— TRY IT —
Would you retype exactly the lines from the one containing "Snapshot of the" through the last line of the records below, and nothing else?

— INFORMATION PROVIDED —
####################

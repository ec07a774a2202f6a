// SPDX-License-Identifier: BUSL-1.1
// Copyright (c) 2026 Alfred Jean LLC

//! Slot identity and pool status DTOs.

use crate::task::TaskId;
use serde::{Deserialize, Serialize};

/// A slot number in `0..max_slots`. Slots are plain indices, not IDs in the
/// `define_id!` sense — the pool size is bounded and small, so a `u32` is
/// simpler than a newtype wrapper here.
pub type SlotId = u32;

/// A slot currently occupied by a running task.
#[derive(Debug, Clone, PartialEq, Eq, Serialize, Deserialize)]
pub struct ActiveSlot {
    pub slot: SlotId,
    pub task_id: TaskId,
    pub repo_alias: String,
}

/// Snapshot of the slot pool returned by `list_slots`.
#[derive(Debug, Clone, PartialEq, Eq, Serialize, Deserialize)]
pub struct SlotPoolStatus {
    pub max: u32,
    pub active: Vec<ActiveSlot>,
    pub available: Vec<SlotId>,
}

####################

— SOLUTION FOR THIS PROBLEM —
/// Snapshot of the slot pool returned by `list_slots`.
#[derive(Debug, Clone, PartialEq, Eq, Serialize, Deserialize)]
pub struct SlotPoolStatus {
    pub max: u32,
    pub active: Vec<ActiveSlot>,
    pub available: Vec<SlotId>,
}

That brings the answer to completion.